**WORK REQUIRED**
Scan the lines below for "CapabilityCache" and copy the matches.

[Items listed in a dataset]
================

//! File de lecture locale.
//!
//! La file garde l'ordre d'insertion des entrées et une permutation
//! d'ordre de lecture (`order`), identité hors mode aléatoire. La position
//! courante est un indice dans `order` ; `None` si et seulement si la file
//! est vide.

use pmoconnect::{QueueVersion, RepeatMode, TrackRef};
use rand::seq::SliceRandom;
use tracing::{debug, info};

#[derive(Debug, Clone, Default)]
pub struct PlayQueue {
    tracks: Vec<TrackRef>,
    order: Vec<usize>,
    position: Option<usize>,
    repeat: RepeatMode,
    shuffle: bool,
    version: QueueVersion,
    next_hint: Option<TrackRef>,
}

impl PlayQueue {
    pub fn new() -> Self {
        Self::default()
    }

    pub fn len(&self) -> usize {
        self.tracks.len()
    }

    pub fn is_empty(&self) -> bool {
        self.tracks.is_empty()
    }

    /// Entrées dans l'ordre d'insertion.
    pub fn tracks(&self) -> &[TrackRef] {
        &self.tracks
    }

    /// Entrées dans l'ordre de lecture.
    pub fn play_order(&self) -> Vec<&TrackRef> {
        self.order.iter().map(|&i| &self.tracks[i]).collect()
    }

    pub fn version(&self) -> QueueVersion {
        self.version
    }

    pub fn set_version(&mut self, version: QueueVersion) {
        self.version = version;
    }

    pub fn repeat_mode(&self) -> RepeatMode {
        self.repeat
    }

    pub fn set_repeat_mode(&mut self, mode: RepeatMode) {
        info!(?mode, "Repeat mode");
        self.repeat = mode;
    }

    pub fn is_shuffled(&self) -> bool {
        self.shuffle
    }

    /// Indice (ordre d'insertion) de l'entrée courante.
    pub fn current_index(&self) -> Option<usize> {
        self.position.map(|p| self.order[p])
    }

    pub fn current(&self) -> Option<&TrackRef> {
        self.current_index().map(|i| &self.tracks[i])
    }

    /// Remplace la file. `start_index` est ramené dans l'intervalle valide.
    pub fn load_queue(&mut self, tracks: Vec<TrackRef>, start_index: usize, version: QueueVersion) {
        self.tracks = tracks;
        self.order = (0..self.tracks.len()).collect();
        self.position = if self.tracks.is_empty() {
            None
        } else {
            Some(start_index.min(self.tracks.len() - 1))
        };
        self.version = version;
        self.next_hint = None;
        if self.shuffle {
            self.shuffle_around_current();
        }
        debug!(
            len = self.tracks.len(),
            current = ?self.current_index(),
            major = version.major,
            minor = version.minor,
            "Queue loaded"
        );
    }

    /// Même contenu et même version : rien à recharger.
    pub fn is_same_load(&self, tracks: &[TrackRef], version: QueueVersion) -> bool {
        self.version == version && self.tracks == tracks
    }

    pub fn clear(&mut self) {
        self.tracks.clear();
        self.order.clear();
        self.position = None;
        self.next_hint = None;
    }

    /// Avance dans l'ordre de lecture. `None` en fin de file sans répétition.
    pub fn next(&mut self) -> Option<&TrackRef> {
        let position = self.position?;
        match self.repeat {
            RepeatMode::Track => {}
            _ if position + 1 < self.order.len() => self.position = Some(position + 1),
            RepeatMode::Queue => {
                debug!("Queue wrapped to beginning");
                self.position = Some(0);
            }
            RepeatMode::Off => return None,
        }
        self.current()
    }

    /// Recule dans l'ordre de lecture. Sans répétition, reste sur la
    /// première entrée.
    pub fn previous(&mut self) -> Option<&TrackRef> {
        let position = self.position?;
        match self.repeat {
            RepeatMode::Track => {}
            _ if position > 0 => self.position = Some(position - 1),
            RepeatMode::Queue => {
                debug!("Queue wrapped to end");
                self.position = Some(self.order.len() - 1);
            }
            RepeatMode::Off => {}
        }
        self.current()
    }

    /// Entrée qui suivra la courante, sans déplacer la position.
    pub fn peek_next(&self) -> Option<&TrackRef> {
        if let Some(hint) = &self.next_hint {
            return Some(hint);
        }
        let position = self.position?;
        let next = match self.repeat {
            RepeatMode::Track => position,
            _ if position + 1 < self.order.len() => position + 1,
            RepeatMode::Queue => 0,
            RepeatMode::Off => return None,
        };
        Some(&self.tracks[self.order[next]])
    }

    /// Positionne la file sur l'entrée `queue_item_id`.
    pub fn jump_to_item(&mut self, queue_item_id: u64) -> bool {
        let Some(index) = self
            .tracks
            .iter()
            .position(|t| t.queue_item_id == queue_item_id)
        else {
            return false;
        };
        self.position = self.order.iter().position(|&i| i == index);
        true
    }

    pub fn set_next_hint(&mut self, track: Option<TrackRef>) {
        self.next_hint = track;
    }

    pub fn take_next_hint(&mut self) -> Option<TrackRef> {
        self.next_hint.take()
    }

    /// Insère des entrées à `index` (ordre d'insertion). En mode aléatoire,
    /// elles sont jouées après la permutation existante.
    pub fn insert(&mut self, index: usize, tracks: Vec<TrackRef>) {
        if tracks.is_empty() {
            return;
        }
        let index = index.min(self.tracks.len());
        let count = tracks.len();
        let current = self.current_index().map(|c| if c >= index { c + count } else { c });

        self.tracks.splice(index..index, tracks);
        if self.shuffle {
            for slot in self.order.iter_mut() {
                if *slot >= index {
                    *slot += count;
                }
            }
            self.order.extend(index..index + count);
        } else {
            self.order = (0..self.tracks.len()).collect();
        }

        self.position = match current {
            Some(c) => self.order.iter().position(|&i| i == c),
            None => Some(0),
        };
    }

    pub fn append(&mut self, tracks: Vec<TrackRef>) {
        let len = self.tracks.len();
        self.insert(len, tracks);
    }

    /// Retire l'entrée `index` (ordre d'insertion). Retirer l'entrée
    /// courante avance sur la suivante selon le mode de répétition.
    pub fn remove(&mut self, index: usize) -> Option<TrackRef> {
        if index >= self.tracks.len() {
            return None;
        }
        let removed_at = self.order.iter().position(|&i| i == index)?;
        let position = self.position;

        let removed = self.tracks.remove(index);
        self.order.remove(removed_at);
        for slot in self.order.iter_mut() {
            if *slot > index {
                *slot -= 1;
            }
        }

        let len = self.order.len();
        self.position = match position {
            _ if len == 0 => None,
            Some(p) if p > removed_at => Some(p - 1),
            Some(p) if p == removed_at => {
                if p < len {
                    Some(p)
                } else if self.repeat == RepeatMode::Queue {
                    Some(0)
                } else {
                    Some(len - 1)
                }
            }
            other => other,
        };
        if self
            .next_hint
            .as_ref()
            .is_some_and(|h| h.queue_item_id == removed.queue_item_id)
        {
            self.next_hint = None;
        }
        Some(removed)
    }

    /// Active ou désactive l'ordre aléatoire. A l'activation, l'entrée
    /// courante passe en tête de la permutation ; à la désactivation, elle
    /// reste l'entrée courante.
    pub fn set_shuffle(&mut self, enabled: bool) {
        if enabled == self.shuffle {
            return;
        }
        self.shuffle = enabled;
        info!(enabled, "Shuffle mode");
        if enabled {
            self.shuffle_around_current();
        } else {
            let current = self.current_index();
            self.order = (0..self.tracks.len()).collect();
            self.position = current;
        }
    }

    fn shuffle_around_current(&mut self) {
        let current = self.current_index();
        let mut rng = rand::rng();
        self.order.shuffle(&mut rng);
        let pivot = current.and_then(|c| self.order.iter().position(|&i| i == c));
        if let Some(at) = pivot {
            self.order.swap(0, at);
            self.position = Some(0);
        }
    }
}
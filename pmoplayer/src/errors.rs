use pmocontrol::{BackendError, PlaybackState};
use thiserror::Error;

use crate::state::PlayerEvent;

#[derive(Error, Debug)]
pub enum PlayerError {
    #[error("invalid transition: {event} from {from}")]
    InvalidTransition {
        from: PlaybackState,
        event: PlayerEvent,
    },

    #[error(transparent)]
    Backend(#[from] BackendError),

    #[error("no track loaded")]
    NoTrack,

    #[error("seek is not possible while {0}")]
    NotSeekable(PlaybackState),

    #[error("cannot resolve track {track_id}: {reason}")]
    Resolve { track_id: String, reason: String },
}
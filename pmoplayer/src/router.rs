//! Aiguillage des commandes du contrôleur.
//!
//! Un seul consommateur traite les messages dans leur ordre d'arrivée,
//! chacun jusqu'à son terme. La fin de piste détectée par le poller passe
//! par le même canal.

use std::sync::{Arc, Mutex, MutexGuard};

use pmoconnect::{Command, ProtocolCodec, RepeatMode, SessionHandle, TrackRef};
use pmocontrol::{Backend, PlaybackState, Track};
use tokio::sync::mpsc;
use tokio_util::sync::CancellationToken;
use tracing::{debug, info, warn};

use crate::errors::PlayerError;
use crate::player::Player;
use crate::quality::QualityPolicy;
use crate::queue::PlayQueue;
use crate::resolver::TrackResolver;

/// Message traité par le routeur.
#[derive(Debug, Clone, PartialEq)]
pub enum RouterMessage {
    Command(Command),
    /// La piste courante est terminée sur le renderer.
    TrackEnded,
}

impl From<Command> for RouterMessage {
    fn from(command: Command) -> Self {
        RouterMessage::Command(command)
    }
}

/// Voie de sortie vers le contrôleur.
pub trait Outbound: Send + Sync + 'static {
    fn is_connected(&self) -> bool;

    /// Envoi au mieux, `false` si la trame est abandonnée.
    fn send(&self, frame: Vec<u8>) -> bool;
}

impl Outbound for SessionHandle {
    fn is_connected(&self) -> bool {
        SessionHandle::is_connected(self)
    }

    fn send(&self, frame: Vec<u8>) -> bool {
        SessionHandle::send(self, frame)
    }
}

pub type SharedQueue = Arc<Mutex<PlayQueue>>;

pub(crate) fn lock_queue(queue: &SharedQueue) -> MutexGuard<'_, PlayQueue> {
    queue.lock().unwrap_or_else(|poisoned| poisoned.into_inner())
}

pub struct CommandRouter<B: Backend, O: Outbound> {
    player: Arc<Player<B>>,
    queue: SharedQueue,
    resolver: Arc<dyn TrackResolver>,
    quality: Arc<QualityPolicy>,
    outbound: Arc<O>,
    codec: Arc<ProtocolCodec>,
    previous_restart_threshold_ms: u64,
    autoplay: bool,
}

impl<B: Backend, O: Outbound> CommandRouter<B, O> {
    pub fn new(
        player: Arc<Player<B>>,
        queue: SharedQueue,
        resolver: Arc<dyn TrackResolver>,
        quality: Arc<QualityPolicy>,
        outbound: Arc<O>,
        codec: Arc<ProtocolCodec>,
        previous_restart_threshold_ms: u64,
    ) -> Self {
        Self {
            player,
            queue,
            resolver,
            quality,
            outbound,
            codec,
            previous_restart_threshold_ms,
            autoplay: false,
        }
    }

    pub fn autoplay(&self) -> bool {
        self.autoplay
    }

    /// Boucle du routeur, jusqu'à l'annulation ou la fermeture du canal.
    pub async fn run(mut self, mut messages: mpsc::Receiver<RouterMessage>, cancel: CancellationToken) {
        info!("Command router started");
        loop {
            let message = tokio::select! {
                _ = cancel.cancelled() => break,
                message = messages.recv() => match message {
                    Some(message) => message,
                    None => break,
                },
            };
            self.dispatch(message).await;
        }
        info!("Command router stopped");
    }

    /// Traite un message. Les erreurs sont journalisées, jamais propagées.
    pub async fn dispatch(&mut self, message: RouterMessage) {
        debug!(?message, "Dispatch");
        let result = match message {
            RouterMessage::Command(command) => self.handle_command(command).await,
            RouterMessage::TrackEnded => self.handle_track_end().await,
        };
        if let Err(e) = result {
            match e {
                PlayerError::InvalidTransition { .. } => debug!(error = %e, "Command ignored"),
                e => warn!(error = %e, "Command failed"),
            }
        }
        self.player.request_report();
    }

    async fn handle_command(&mut self, command: Command) -> Result<(), PlayerError> {
        match command {
            Command::Play { track, position_ms } => {
                lock_queue(&self.queue).jump_to_item(track.queue_item_id);
                self.play_ref(track, position_ms).await
            }
            Command::Cue { track, position_ms } => {
                lock_queue(&self.queue).jump_to_item(track.queue_item_id);
                let resolved = self.resolve(&track).await?;
                self.player.cue(resolved, position_ms).await
            }
            Command::Pause => self.player.pause().await,
            Command::Resume => self.player.resume().await,
            Command::Stop => self.player.stop().await,
            Command::Seek { position_ms } => self.player.seek(position_ms).await,
            Command::Next => {
                let next = lock_queue(&self.queue).next().cloned();
                self.play_or_stop(next).await
            }
            Command::Previous => {
                let restart = matches!(
                    self.player.state(),
                    PlaybackState::Playing | PlaybackState::Paused
                ) && self.player.position_ms() > self.previous_restart_threshold_ms;
                if restart {
                    debug!("Previous restarts the current track");
                    return self.player.seek(0).await;
                }
                let previous = lock_queue(&self.queue).previous().cloned();
                self.play_or_stop(previous).await
            }
            Command::SetVolume { volume } => self.player.set_volume(volume).await.map(|_| ()),
            Command::AdjustVolume { delta } => self.player.adjust_volume(delta).await.map(|_| ()),
            Command::LoadQueue {
                tracks,
                start_index,
                version,
                shuffle,
            } => {
                let mut queue = lock_queue(&self.queue);
                if queue.is_same_load(&tracks, version) {
                    debug!(?version, "Queue already loaded");
                } else {
                    queue.load_queue(tracks, start_index, version);
                    queue.set_shuffle(shuffle);
                }
                Ok(())
            }
            Command::SetNextTrack(track) => {
                lock_queue(&self.queue).set_next_hint(Some(track));
                Ok(())
            }
            Command::SetRepeatMode(mode) => {
                lock_queue(&self.queue).set_repeat_mode(mode);
                Ok(())
            }
            Command::SetShuffle(enabled) => {
                lock_queue(&self.queue).set_shuffle(enabled);
                Ok(())
            }
            Command::SetActive(active) => {
                info!(active, "Renderer activation");
                if !active && self.player.state().is_active() {
                    self.player.stop().await?;
                }
                Ok(())
            }
            Command::SetMaxAudioQuality(tier) => {
                let effective = self.quality.set_controller_cap(tier);
                self.outbound
                    .send(self.codec.encode_max_audio_quality_changed(effective));
                Ok(())
            }
            Command::SetAutoplay(enabled) => {
                info!(enabled, "Autoplay");
                self.autoplay = enabled;
                Ok(())
            }
        }
    }

    async fn handle_track_end(&mut self) -> Result<(), PlayerError> {
        if lock_queue(&self.queue).repeat_mode() == RepeatMode::Track {
            return self.player.restart_track().await;
        }

        self.player.finish_track()?;
        let next = {
            let mut queue = lock_queue(&self.queue);
            match queue.take_next_hint() {
                Some(hint) => {
                    queue.jump_to_item(hint.queue_item_id);
                    Some(hint)
                }
                None => queue.next().cloned(),
            }
        };

        match next {
            Some(track) => self.play_ref(track, 0).await,
            None => {
                info!("End of queue");
                Ok(())
            }
        }
    }

    async fn play_or_stop(&self, track: Option<TrackRef>) -> Result<(), PlayerError> {
        match track {
            Some(track) => self.play_ref(track, 0).await,
            None if self.player.state().is_active() => {
                info!("End of queue");
                self.player.stop().await
            }
            None => Ok(()),
        }
    }

    async fn resolve(&self, track: &TrackRef) -> Result<Track, PlayerError> {
        let track_id = track.track_id.to_string();
        let quality = self.quality.streaming_quality();
        self.resolver
            .resolve(&track_id, quality)
            .await
            .map_err(|e| PlayerError::Resolve {
                track_id,
                reason: format!("{e:#}"),
            })
    }

    async fn play_ref(&self, track: TrackRef, position_ms: u64) -> Result<(), PlayerError> {
        let resolved = self.resolve(&track).await?;
        let quality = resolved.quality;
        self.player.play(resolved, position_ms).await?;
        self.outbound
            .send(self.codec.encode_file_audio_quality_changed(quality));
        Ok(())
    }
}
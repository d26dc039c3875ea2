//! Session Connect persistante.
//!
//! Une tâche unique porte le lien websocket : réception, émission et
//! keepalive dans la même boucle `tokio::select!`. Sur perte du lien, la
//! tâche se reconnecte avec un backoff exponentiel ; l'état du lecteur n'est
//! pas touché.

use std::ops::ControlFlow;
use std::sync::Arc;
use std::time::Duration;

use futures::{SinkExt, StreamExt};
use pmoconfig::ConnectConfig;
use pmocontrol::QualityTier;
use rand::Rng;
use tokio::net::TcpStream;
use tokio::sync::{broadcast, mpsc, watch};
use tokio::task::JoinHandle;
use tokio::time::{Instant, sleep, sleep_until, timeout};
use tokio_tungstenite::{
    MaybeTlsStream, WebSocketStream, connect_async,
    tungstenite::{
        client::IntoClientRequest, http::HeaderValue, protocol::Message as WsMessage,
    },
};
use tokio_util::sync::CancellationToken;
use tracing::{debug, info, trace, warn};

use crate::codec::{self, Command, DeviceIdentity, Inbound, ProtocolCodec, session_uuid_bytes};
use crate::error::SessionError;

type WsStream = WebSocketStream<MaybeTlsStream<TcpStream>>;

const OUTBOUND_CAPACITY: usize = 64;
const EVENT_CAPACITY: usize = 16;

/// Etat du lien websocket.
#[derive(Debug, Clone, Copy, PartialEq, Eq)]
pub enum LinkState {
    Disconnected,
    Connecting,
    Connected,
}

/// Notifications de la session vers le contexte.
#[derive(Debug, Clone, PartialEq, Eq)]
pub enum SessionEvent {
    /// Poignée de main terminée (première connexion ou reconnexion).
    Connected,
    Disconnected { reason: String },
    ServerError { code: Option<i32>, message: String },
}

/// Paramètres de connexion, en durées.
#[derive(Debug, Clone, PartialEq, Eq)]
pub struct SessionConfig {
    pub endpoint: String,
    pub token: String,
    pub session_uuid: Option<[u8; 16]>,
    pub origin: String,
    pub connect_timeout: Duration,
    pub keepalive_interval: Duration,
    pub keepalive_timeout: Duration,
    pub backoff_initial: Duration,
    pub backoff_max: Duration,
}
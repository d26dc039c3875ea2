//! # pmoplayer - Lecteur du pont PMOConnect
//!
//! Côté "métier" de la session Connect :
//!
//! - [`player`] : machine d'état de lecture et politique d'échec ;
//! - [`queue`] : file de lecture, répétition et mode aléatoire ;
//! - [`router`] : application des commandes du contrôleur, dans l'ordre ;
//! - [`reporter`] et [`poller`] : rapports d'état et relevés du renderer ;
//! - [`resolver`] : résolution des pistes auprès du service de streaming ;
//! - [`context`] : assemblage de l'ensemble pour une session.

pub mod context;
pub mod errors;
pub mod player;
pub mod poller;
pub mod quality;
pub mod queue;
pub mod reporter;
pub mod resolver;
pub mod router;
pub mod state;

pub use context::ConnectContext;
pub use errors::PlayerError;
pub use player::{Player, PlayerSnapshot, StatusOutcome};
pub use poller::PositionPoller;
pub use quality::QualityPolicy;
pub use queue::PlayQueue;
pub use reporter::StateReporter;
pub use resolver::{HttpTrackResolver, TrackResolver};
pub use router::{CommandRouter, Outbound, RouterMessage, SharedQueue};
pub use state::{PlayerEvent, Transition};
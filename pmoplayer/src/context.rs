//! Contexte d'une session Connect.
//!
//! Le [`ConnectContext`] possède la session, le lecteur, la file, le backend
//! et le cache des capacités. Il lance les tâches (session, routeur, poller,
//! rapports) et les arrête ensemble.

use std::sync::{Arc, Mutex};

use anyhow::Result;
use pmoconfig::Settings;
use pmoconnect::{ConnectSession, DeviceIdentity, ProtocolCodec, SessionConfig, SessionEvent, SessionHandle};
use pmocontrol::{Backend, CapabilityCache, DeviceCapability, QualityTier, RendererBackend};
use pmoserver::AudioProxy;
use tokio::sync::{Notify, broadcast, mpsc};
use tokio::task::JoinHandle;
use tokio_util::sync::CancellationToken;
use tracing::{info, warn};

use crate::player::Player;
use crate::poller::PositionPoller;
use crate::quality::QualityPolicy;
use crate::queue::PlayQueue;
use crate::reporter::StateReporter;
use crate::resolver::TrackResolver;
use crate::router::{CommandRouter, RouterMessage, SharedQueue};

const ROUTER_CAPACITY: usize = 64;

pub struct ConnectContext<B: Backend> {
    session: SessionHandle,
    player: Arc<Player<B>>,
    queue: SharedQueue,
    quality: Arc<QualityPolicy>,
    capabilities: CapabilityCache,
    cancel: CancellationToken,
    tasks: Vec<JoinHandle<()>>,
}

impl ConnectContext<RendererBackend> {
    /// Connecte le renderer configuré puis démarre la session.
    pub async fn start(
        settings: &Settings,
        proxy: AudioProxy,
        resolver: Arc<dyn TrackResolver>,
        cancel: CancellationToken,
    ) -> Result<Self> {
        let capabilities = CapabilityCache::default();
        let backend = RendererBackend::from_config(&settings.backend, proxy, &capabilities).await?;
        info!(renderer = backend.name(), "🔈 Renderer connected");
        Self::start_with_backend(settings, Arc::new(backend), capabilities, resolver, cancel).await
    }
}

impl<B: Backend> ConnectContext<B> {
    pub async fn start_with_backend(
        settings: &Settings,
        backend: Arc<B>,
        capabilities: CapabilityCache,
        resolver: Arc<dyn TrackResolver>,
        cancel: CancellationToken,
    ) -> Result<Self> {
        let capability = match backend.get_capabilities().await {
            Ok(capability) => capability,
            Err(e) => {
                warn!(error = %e, "Capability detection failed, assuming CD quality");
                DeviceCapability::default()
            }
        };
        let configured = settings
            .qobuz
            .quality_override()
            .and_then(QualityTier::from_code);
        let quality = Arc::new(QualityPolicy::new(&capability, configured));
        info!(max_quality = %quality.max_quality(), "Audio quality negotiated");

        let report = Arc::new(Notify::new());
        let player = Arc::new(Player::new(
            backend.clone(),
            settings.player.clone(),
            report.clone(),
        ));
        if let Err(e) = player.sync_volume().await {
            warn!(error = %e, "Cannot read renderer volume");
        }

        let queue: SharedQueue = Arc::new(Mutex::new(PlayQueue::new()));
        let device = DeviceIdentity::from_config(&settings.device);
        let codec = Arc::new(ProtocolCodec::new(device.uuid));
        let (messages_tx, messages_rx) = mpsc::channel::<RouterMessage>(ROUTER_CAPACITY);

        let (session, session_task) = ConnectSession::spawn(
            SessionConfig::from_config(&settings.connect),
            device,
            codec.clone(),
            quality.subscribe(),
            messages_tx.clone(),
            cancel.clone(),
        );
        let outbound = Arc::new(session.clone());

        let router = CommandRouter::new(
            player.clone(),
            queue.clone(),
            resolver,
            quality.clone(),
            outbound.clone(),
            codec.clone(),
            settings.player.previous_restart_threshold_ms,
        );
        let poller = PositionPoller::new(
            player.clone(),
            settings.backend.dlna.poll_interval(),
            messages_tx,
        );
        let reporter = StateReporter::new(
            player.clone(),
            queue.clone(),
            quality.clone(),
            codec,
            outbound,
            report.clone(),
            settings.device.name.clone(),
            &settings.player,
        );

        let tasks = vec![
            session_task,
            tokio::spawn(router.run(messages_rx, cancel.clone())),
            tokio::spawn(poller.run(cancel.clone())),
            tokio::spawn(reporter.run(cancel.clone())),
            tokio::spawn(watch_session(session.subscribe(), report, cancel.clone())),
        ];

        info!(device = %settings.device.name, "🚀 Connect context started");
        Ok(Self {
            session,
            player,
            queue,
            quality,
            capabilities,
            cancel,
            tasks,
        })
    }

    pub fn session(&self) -> &SessionHandle {
        &self.session
    }

    pub fn player(&self) -> &Arc<Player<B>> {
        &self.player
    }

    pub fn queue(&self) -> &SharedQueue {
        &self.queue
    }

    pub fn quality(&self) -> &Arc<QualityPolicy> {
        &self.quality
    }

    pub fn capabilities(&self) -> &CapabilityCache {
        &self.capabilities
    }

    /// Arrête toutes les tâches, puis le renderer.
    pub async fn shutdown(self) {
        info!("Stopping Connect context");
        self.cancel.cancel();
        for task in self.tasks {
            if let Err(e) = task.await {
                warn!(error = %e, "Context task ended abnormally");
            }
        }
        self.player.shutdown().await;
        crate::router::lock_queue(&self.queue).clear();
        info!("✅ Connect context stopped");
    }
}

/// Suit les événements de la session ; un nouveau lien reçoit aussitôt
/// l'état courant.
async fn watch_session(
    mut events: broadcast::Receiver<SessionEvent>,
    report: Arc<Notify>,
    cancel: CancellationToken,
) {
    loop {
        let event = tokio::select! {
            _ = cancel.cancelled() => return,
            event = events.recv() => event,
        };
        match event {
            Ok(SessionEvent::Connected) => report.notify_one(),
            Ok(SessionEvent::Disconnected { reason }) => info!(%reason, "Connect link down"),
            Ok(SessionEvent::ServerError { code, message }) => {
                warn!(?code, %message, "Connect server error")
            }
            Err(broadcast::error::RecvError::Lagged(skipped)) => {
                warn!(skipped, "Session events lagged")
            }
            Err(broadcast::error::RecvError::Closed) => return,
        }
    }
}
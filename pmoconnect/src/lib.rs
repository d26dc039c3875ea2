//! # pmoconnect - Protocole Connect
//!
//! Côté renderer du protocole de contrôle à distance :
//!
//! - [`proto`] : messages protobuf de l'enveloppe et du lot ;
//! - [`codec`] : découpage des trames, décodage des commandes et encodage
//!   des rapports d'état ;
//! - [`session`] : lien websocket persistant (poignée de main, keepalive,
//!   reconnexion avec backoff).

pub mod codec;
pub mod error;
pub mod proto;
pub mod session;

pub use codec::{
    BUFFER_STATE_BUFFERING, BUFFER_STATE_ERROR, BUFFER_STATE_OK, Command, DeviceIdentity, Frame,
    FrameType, Inbound, PLAYING_STATE_PAUSED, PLAYING_STATE_PLAYING, PLAYING_STATE_STOPPED,
    ProtocolCodec, QueueVersion, RepeatMode, StateReport, TrackRef, decode_batch, decode_command,
    decode_commands, decode_frame, decode_inbound, quality_from_protocol, quality_to_protocol,
};
pub use error::{DecodeError, SessionError};
pub use session::{Backoff, ConnectSession, LinkState, SessionConfig, SessionEvent, SessionHandle};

================

**TASK ANSWER**
use pmocontrol::{Backend, CapabilityCache, DeviceCapability, QualityTier, RendererBackend};
    capabilities: CapabilityCache,
        let capabilities = CapabilityCache::default();
        capabilities: CapabilityCache,
    pub fn capabilities(&self) -> &CapabilityCache {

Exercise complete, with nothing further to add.